相次ぐ覚醒剤密輸、狙われる青森空港
https://www.toonippo.co.jp/articles/-/184033
青森空港で2月以降、外国人が大量の覚醒剤を密輸する事件が2件続けて発覚した。
同空港での覚醒剤密輸事件の摘発は開港後初めてで、短期間に相次いだのは異例の事態だ。
税関関係者は、国際線が拡充し多くの外国人が入国しやすい環境になったことが
背景にあると指摘。捜査幹部は「比較的警備態勢の手薄な地方空港が狙われた可能性はある」と話している。
2月26日、オランダ国籍の男女が、南アフリカから韓国・仁川国際空港を経由して青森空港に入国する際、
キャリーバッグの中に覚醒剤2983.552グラムを隠し持っていたとして、青森署などは2人を
覚せい剤取締法違反(共同所持)容疑で逮捕した。
3月24日には同じルートで入国した韓国籍の夫婦が、韓国・仁川国際空港からビジネスバッグの中に
覚醒剤2997.5グラムを入れて密輸したとして、同法違反(営利目的輸入)容疑などで逮捕された。
いずれも税関職員が荷物検査で覚醒剤を見つけた。青森地検は4人を起訴しており、被告らは否認している。
県警によると、2件の被告らは「荷物は南アフリカで知人から預かった」「中身が何かは知らなかった」と
供述し、否認している。2件とも南アフリカへ渡り荷物を受け取った上で韓国から入国している点、
覚醒剤を入れた袋をガムテープで巻き、さらに袋に入れている点が共通している。
押収量はいずれの事件も約3キロ。末端価格は合計約36億円に上る。捜査幹部は
「あれだけの量を個人で持ち込み、売りさばけるわけがない。複数の国が舞台と
なっていることを踏まえると、国際犯罪組織による犯行と考えるのが妥当」と説明する。
県警は過去の事例などから、いずれの被告も犯罪組織とはつながりの薄い「運び屋」とみている。
なぜ青森空港で摘発が相次いだのか。

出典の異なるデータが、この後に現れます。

//! Polling watcher over the include files of compiled materials.

use std::collections::HashMap;
use std::path::Path;
use std::sync::atomic::{AtomicBool, Ordering};
use std::sync::{Arc, Mutex};
use std::thread;
use std::time::Duration;

use crossbeam_channel::{Receiver, RecvTimeoutError, Sender};
use uuid::Uuid;

use super::cache::file_time_ticks;

#[derive(Debug)]
struct WatchedInclude {
    path: String,
    /// `None` when the file did not exist at registration.
    last_seen: Option<u64>,
}

#[derive(Debug)]
struct WatchEntry {
    includes: Vec<WatchedInclude>,
    modified: Arc<AtomicBool>,
}

#[derive(Debug, Default)]
struct WatcherState {
    entries: HashMap<Uuid, WatchEntry>,
    subscribers: Vec<Sender<Uuid>>,
}

/// Tracks include files per material and reports materials whose includes changed.
///
/// Reporting a material sets its dependency-modified flag, so its next load
/// regenerates, and sends its id to every subscriber.
#[derive(Clone, Debug, Default)]
pub struct IncludeWatcher {
    state: Arc<Mutex<WatcherState>>,
}

impl IncludeWatcher {
    pub fn new() -> Self {
        Self::default()
    }

    /// Replace the watched include set of `material`.
    pub fn register(&self, material: Uuid, includes: &[String], modified: Arc<AtomicBool>) {
        let includes = includes
            .iter()
            .map(|p| WatchedInclude {
                path: p.clone(),
                last_seen: file_time_ticks(Path::new(p)),
            })
            .collect();
        if let Ok(mut state) = self.state.lock() {
            state.entries.insert(material, WatchEntry { includes, modified });
        }
    }

    pub fn unregister(&self, material: Uuid) {
        if let Ok(mut state) = self.state.lock() {
            state.entries.remove(&material);
        }
    }

    pub fn is_watching(&self, material: Uuid) -> bool {
        self.state
            .lock()
            .map(|s| s.entries.contains_key(&material))
            .unwrap_or(false)
    }

    pub fn subscribe(&self) -> Receiver<Uuid> {
        let (tx, rx) = crossbeam_channel::unbounded();
        if let Ok(mut state) = self.state.lock() {
            state.subscribers.push(tx);
        }
        rx
    }

    /// Check every watched include once. Returns the materials reported this round.
    pub fn poll(&self) -> Vec<Uuid> {
        let Ok(mut state) = self.state.lock() else {
            return Vec::new();
        };
        let mut changed = Vec::new();
        for (id, entry) in state.entries.iter_mut() {
            let mut dirty = false;
            for inc in entry.includes.iter_mut() {
                let now = file_time_ticks(Path::new(&inc.path));
                if now != inc.last_seen {
                    log::info!("material {id}: include {} changed", inc.path);
                    inc.last_seen = now;
                    dirty = true;
                }
            }
            if dirty {
                entry.modified.store(true, Ordering::Release);
                changed.push(*id);
            }
        }
        changed.sort();
        for id in &changed {
            state.subscribers.retain(|tx| tx.send(*id).is_ok());
        }
        changed
    }

    /// Poll every `interval` on a background thread until the returned handle is stopped or dropped.
    pub fn spawn_poll_loop(&self, interval: Duration) -> PollLoop {
        let watcher = self.clone();
        let (stop_tx, stop_rx) = crossbeam_channel::bounded::<()>(1);
        let handle = thread::spawn(move || {
            loop {
                watcher.poll();
                match stop_rx.recv_timeout(interval) {
                    Err(RecvTimeoutError::Timeout) => continue,
                    _ => break,
                }
            }
        });
        PollLoop {
            stop: Some(stop_tx),
            handle: Some(handle),
        }
    }
}

pub struct PollLoop {
    stop: Option<Sender<()>>,
    handle: Option<thread::JoinHandle<()>>,
}

impl PollLoop {
    pub fn stop(mut self) {
        self.shutdown();
    }

    fn shutdown(&mut self) {
        self.stop.take();
        if let Some(h) = self.handle.take() {
            let _ = h.join();
        }
    }
}

impl Drop for PollLoop {
    fn drop(&mut self) {
        self.shutdown();
    }
}

#[cfg(test)]
mod tests {
    use std::fs::File;
    use std::time::SystemTime;

    use super::*;

    fn temp_dir() -> std::path::PathBuf {
        let dir = std::env::temp_dir().join(format!("material-forge-watch-{}", Uuid::new_v4()));
        std::fs::create_dir_all(&dir).unwrap();
        dir
    }

    #[test]
    fn touching_an_include_flags_the_material() {
        let dir = temp_dir();
        let inc = dir.join("a.hlsl");
        std::fs::write(&inc, "// a").unwrap();
        let inc_path = inc.to_string_lossy().into_owned();

        let watcher = IncludeWatcher::new();
        let rx = watcher.subscribe();
        let flag = Arc::new(AtomicBool::new(false));
        let id = Uuid::new_v4();
        watcher.register(id, &[inc_path], flag.clone());
        assert!(watcher.poll().is_empty());

        let later = SystemTime::now() + Duration::from_secs(5);
        File::options().write(true).open(&inc).unwrap().set_modified(later).unwrap();
        assert_eq!(watcher.poll(), vec![id]);
        assert!(flag.load(Ordering::Acquire));
        assert_eq!(rx.try_recv().unwrap(), id);
        assert!(watcher.poll().is_empty());
        let _ = std::fs::remove_dir_all(dir);
    }

    #[test]
    fn deleted_includes_count_as_changes() {
        let dir = temp_dir();
        let inc = dir.join("b.hlsl");
        std::fs::write(&inc, "// b").unwrap();
        let watcher = IncludeWatcher::new();
        let flag = Arc::new(AtomicBool::new(false));
        let id = Uuid::new_v4();
        watcher.register(id, &[inc.to_string_lossy().into_owned()], flag.clone());
        std::fs::remove_file(&inc).unwrap();
        assert_eq!(watcher.poll(), vec![id]);

        watcher.unregister(id);
        assert!(!watcher.is_watching(id));
        let _ = std::fs::remove_dir_all(dir);
    }

    #[test]
    fn poll_loop_stops() {
        let watcher = IncludeWatcher::new();
        let lp = watcher.spawn_poll_loop(Duration::from_millis(1));
        thread::sleep(Duration::from_millis(5));
        lp.stop();
    }
}
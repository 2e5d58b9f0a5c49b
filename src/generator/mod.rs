//! Material graph to HLSL generator.
//!
//! This module is organized into several submodules:
//! - `types`: value kinds and typed shader expressions
//! - `utils`: literal formatting and template substitution
//! - `writer`: the append-only code sink and local naming
//! - `parameters`: the ordered GPU parameter table and its blob
//! - `compilation`: evaluator state and the memoised box walk
//! - `node_compiler`: per-node-type handlers
//! - `layers`: layer sampling and blending
//! - `material`: root channels and the per-tree driver
//!
//! The main entry point is [`MaterialGenerator`].

pub mod compilation;
pub mod layers;
pub mod material;
pub mod node_compiler;
pub mod parameters;
pub mod types;
pub mod utils;
pub mod writer;

pub use compilation::{Compilation, CompilationMode, ShaderTree};
pub use material::{GeneratedMaterial, MaterialChannel, MaterialGenerator};
pub use parameters::{ParameterKind, ParameterTable};
pub use types::{Value, ValueType};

複数の捜査関係者の話を総合すると、
近年、覚醒剤密輸の入り口は成田空港から徐々に国際線のある地方空港に移行している。
こうした傾向は過去にもあったといい、「密輸を狙う犯罪組織は中央で摘発が相次げば地方へ、
地方で捕まればまた中央に、という流れを繰り返している」(税関関係者)という。